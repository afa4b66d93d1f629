use miette::Diagnostic;
use thiserror::Error;

/// Unified error type for the deploy ingestion core.
///
/// Every variant corresponds to one of the error tags a caller may see over
/// HTTP; `status()` gives the fixed status code for that tag and
/// `is_validation()` tells the finalizer whether an error already carries
/// user-facing meaning (and so must not be reclassified as
/// [`CoreError::DeployForbidden`] when it bubbles out of a deploy).
#[derive(Debug, Error, Diagnostic)]
pub enum CoreError {
    /// I/O operation failed.
    #[error("I/O error: {0}")]
    Io(#[from] std::io::Error),

    /// `group`/`artifact`/`version` failed the GAV character rule.
    #[error("{message}")]
    RegexValidationFailed { message: String },

    /// POM coordinate disagrees with the upload path.
    #[error("{message}")]
    PomEntryMismatch { message: String },

    /// Non-snapshot version already has a published jar.
    #[error("{message}")]
    NonSnapshotRedeploy { message: String },

    /// Coordinate is already published on Maven Central.
    #[error("{message}")]
    CentralShadow { message: String },

    /// The Central shadow probe itself failed.
    #[error("{message}")]
    CentralShadowCheckFailure { message: String },

    /// `packaging=jar` but no `*.jar` is staged.
    #[error("{message}")]
    MissingJarFile { message: String },

    /// Neither `.md5` nor `.sha1` sidecar present for a staged file.
    #[error("{message}")]
    FileMissingChecksum { message: String },

    /// A checksum sidecar's content does not match the file.
    #[error("{message}")]
    FileInvalidChecksum { message: String },

    /// Partial PGP signing: some artifacts have `.asc`, others don't.
    #[error("{message}")]
    FileMissingSignature { message: String },

    /// Finalization attempted with no `*.pom` in the staging directory.
    #[error("{message}")]
    MissingPomFile { message: String },

    /// POM XML failed to parse.
    #[error("{message}")]
    InvalidPomFile { message: String },

    /// `maven-metadata.xml` failed to parse.
    #[error("{message}")]
    InvalidMavenMetadataFile { message: String },

    /// Authorization, group ownership, or token-scope failure.
    #[error("{message}")]
    DeployForbidden { message: String },

    /// HTTP Basic credentials presented where a deploy token is required.
    #[error("{message}")]
    DeployPasswordRejection { message: String },

    /// Catch-all for errors with no user-facing tag.
    #[error("{message}")]
    Generic { message: String },
}

impl CoreError {
    /// The fixed HTTP status for this error's tag (§7).
    pub fn status(&self) -> u16 {
        match self {
            CoreError::CentralShadowCheckFailure { .. } => 503,
            CoreError::DeployPasswordRejection { .. } => 401,
            CoreError::Io(_) | CoreError::Generic { .. } => 500,
            _ => 403,
        }
    }

    /// True iff this error already represents a validation rejection rather
    /// than an internal fault — these must propagate unchanged rather than
    /// being reclassified as [`CoreError::DeployForbidden`].
    pub fn is_validation(&self) -> bool {
        matches!(
            self,
            CoreError::RegexValidationFailed { .. }
                | CoreError::PomEntryMismatch { .. }
                | CoreError::NonSnapshotRedeploy { .. }
                | CoreError::CentralShadow { .. }
                | CoreError::CentralShadowCheckFailure { .. }
                | CoreError::MissingJarFile { .. }
                | CoreError::FileMissingChecksum { .. }
                | CoreError::FileInvalidChecksum { .. }
                | CoreError::FileMissingSignature { .. }
                | CoreError::MissingPomFile { .. }
                | CoreError::InvalidPomFile { .. }
                | CoreError::InvalidMavenMetadataFile { .. }
                | CoreError::DeployForbidden { .. }
                | CoreError::DeployPasswordRejection { .. }
        )
    }

    /// Short, stable name for this error kind, used in audit log fields and
    /// test assertions.
    pub fn tag(&self) -> &'static str {
        match self {
            CoreError::Io(_) => "io-error",
            CoreError::RegexValidationFailed { .. } => "regex-validation-failed",
            CoreError::PomEntryMismatch { .. } => "pom-entry-mismatch",
            CoreError::NonSnapshotRedeploy { .. } => "non-snapshot-redeploy",
            CoreError::CentralShadow { .. } => "central-shadow",
            CoreError::CentralShadowCheckFailure { .. } => "central-shadow-check-failure",
            CoreError::MissingJarFile { .. } => "missing-jar-file",
            CoreError::FileMissingChecksum { .. } => "file-missing-checksum",
            CoreError::FileInvalidChecksum { .. } => "file-invalid-checksum",
            CoreError::FileMissingSignature { .. } => "file-missing-signature",
            CoreError::MissingPomFile { .. } => "missing-pom-file",
            CoreError::InvalidPomFile { .. } => "invalid-pom-file",
            CoreError::InvalidMavenMetadataFile { .. } => "invalid-maven-metadata-file",
            CoreError::DeployForbidden { .. } => "deploy-forbidden",
            CoreError::DeployPasswordRejection { .. } => "deploy-password-rejection",
            CoreError::Generic { .. } => "generic",
        }
    }
}

/// Convenience alias for `miette::Result<T>`.
pub type CoreResult<T> = miette::Result<T>;

#[cfg(test)]
mod tests {
    use super::*;

    #[test]
    fn validation_errors_carry_their_own_status() {
        let e = CoreError::CentralShadowCheckFailure {
            message: "central unreachable".into(),
        };
        assert_eq!(e.status(), 503);
        assert!(e.is_validation());

        let e = CoreError::DeployPasswordRejection {
            message: "token required".into(),
        };
        assert_eq!(e.status(), 401);

        let e = CoreError::FileMissingChecksum {
            message: "lib-1.0.jar".into(),
        };
        assert_eq!(e.status(), 403);
    }

    #[test]
    fn generic_errors_are_not_validation() {
        let e = CoreError::Generic {
            message: "boom".into(),
        };
        assert!(!e.is_validation());
    }
}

--- Assigned task ---
Set down every line of the listing again, exactly.

--- Solution to this task ---
repository afa4b66d93d1f629
use miette::Diagnostic;
use thiserror::Error;

/// Unified error type for the deploy ingestion core.
///
/// Every variant corresponds to one of the error tags a caller may see over
/// HTTP; `status()` gives the fixed status code for that tag and
/// `is_validation()` tells the finalizer whether an error already carries
/// user-facing meaning (and so must not be reclassified as
/// [`CoreError::DeployForbidden`] when it bubbles out of a deploy).
#[derive(Debug, Error, Diagnostic)]
pub enum CoreError {
    /// I/O operation failed.
    #[error("I/O error: {0}")]
    Io(#[from] std::io::Error),

    /// `group`/`artifact`/`version` failed the GAV character rule.
    #[error("{message}")]
    RegexValidationFailed { message: String },

    /// POM coordinate disagrees with the upload path.
    #[error("{message}")]
    PomEntryMismatch { message: String },

    /// Non-snapshot version already has a published jar.
    #[error("{message}")]
    NonSnapshotRedeploy { message: String },

    /// Coordinate is already published on Maven Central.
    #[error("{message}")]
    CentralShadow { message: String },

    /// The Central shadow probe itself failed.
    #[error("{message}")]
    CentralShadowCheckFailure { message: String },

    /// `packaging=jar` but no `*.jar` is staged.
    #[error("{message}")]
    MissingJarFile { message: String },

    /// Neither `.md5` nor `.sha1` sidecar present for a staged file.
    #[error("{message}")]
    FileMissingChecksum { message: String },

    /// A checksum sidecar's content does not match the file.
    #[error("{message}")]
    FileInvalidChecksum { message: String },

    /// Partial PGP signing: some artifacts have `.asc`, others don't.
    #[error("{message}")]
    FileMissingSignature { message: String },

    /// Finalization attempted with no `*.pom` in the staging directory.
    #[error("{message}")]
    MissingPomFile { message: String },

    /// POM XML failed to parse.
    #[error("{message}")]
    InvalidPomFile { message: String },

    /// `maven-metadata.xml` failed to parse.
    #[error("{message}")]
    InvalidMavenMetadataFile { message: String },

    /// Authorization, group ownership, or token-scope failure.
    #[error("{message}")]
    DeployForbidden { message: String },

    /// HTTP Basic credentials presented where a deploy token is required.
    #[error("{message}")]
    DeployPasswordRejection { message: String },

    /// Catch-all for errors with no user-facing tag.
    #[error("{message}")]
    Generic { message: String },
}

impl CoreError {
    /// The fixed HTTP status for this error's tag (§7).
    pub fn status(&self) -> u16 {
        match self {
            CoreError::CentralShadowCheckFailure { .. } => 503,
            CoreError::DeployPasswordRejection { .. } => 401,
            CoreError::Io(_) | CoreError::Generic { .. } => 500,
            _ => 403,
        }
    }

    /// True iff this error already represents a validation rejection rather
    /// than an internal fault — these must propagate unchanged rather than
    /// being reclassified as [`CoreError::DeployForbidden`].
    pub fn is_validation(&self) -> bool {
        matches!(
            self,
            CoreError::RegexValidationFailed { .. }
                | CoreError::PomEntryMismatch { .. }
                | CoreError::NonSnapshotRedeploy { .. }
                | CoreError::CentralShadow { .. }
                | CoreError::CentralShadowCheckFailure { .. }
                | CoreError::MissingJarFile { .. }
                | CoreError::FileMissingChecksum { .. }
                | CoreError::FileInvalidChecksum { .. }
                | CoreError::FileMissingSignature { .. }
                | CoreError::MissingPomFile { .. }
                | CoreError::InvalidPomFile { .. }
                | CoreError::InvalidMavenMetadataFile { .. }
                | CoreError::DeployForbidden { .. }
                | CoreError::DeployPasswordRejection { .. }
        )
    }

    /// Short, stable name for this error kind, used in audit log fields and
    /// test assertions.
    pub fn tag(&self) -> &'static str {
        match self {
            CoreError::Io(_) => "io-error",
            CoreError::RegexValidationFailed { .. } => "regex-validation-failed",
            CoreError::PomEntryMismatch { .. } => "pom-entry-mismatch",
            CoreError::NonSnapshotRedeploy { .. } => "non-snapshot-redeploy",
            CoreError::CentralShadow { .. } => "central-shadow",
            CoreError::CentralShadowCheckFailure { .. } => "central-shadow-check-failure",
            CoreError::MissingJarFile { .. } => "missing-jar-file",
            CoreError::FileMissingChecksum { .. } => "file-missing-checksum",
            CoreError::FileInvalidChecksum { .. } => "file-invalid-checksum",
            CoreError::FileMissingSignature { .. } => "file-missing-signature",
            CoreError::MissingPomFile { .. } => "missing-pom-file",
            CoreError::InvalidPomFile { .. } => "invalid-pom-file",
            CoreError::InvalidMavenMetadataFile { .. } => "invalid-maven-metadata-file",
            CoreError::DeployForbidden { .. } => "deploy-forbidden",
            CoreError::DeployPasswordRejection { .. } => "deploy-password-rejection",
            CoreError::Generic { .. } => "generic",
        }
    }
}

/// Convenience alias for `miette::Result<T>`.
pub type CoreResult<T> = miette::Result<T>;

#[cfg(test)]
mod tests {
    use super::*;

    #[test]
    fn validation_errors_carry_their_own_status() {
        let e = CoreError::CentralShadowCheckFailure {
            message: "central unreachable".into(),
        };
        assert_eq!(e.status(), 503);
        assert!(e.is_validation());

        let e = CoreError::DeployPasswordRejection {
            message: "token required".into(),
        };
        assert_eq!(e.status(), 401);

        let e = CoreError::FileMissingChecksum {
            message: "lib-1.0.jar".into(),
        };
        assert_eq!(e.status(), 403);
    }

    #[test]
    fn generic_errors_are_not_validation() {
        let e = CoreError::Generic {
            message: "boom".into(),
        };
        assert!(!e.is_validation());
    }
}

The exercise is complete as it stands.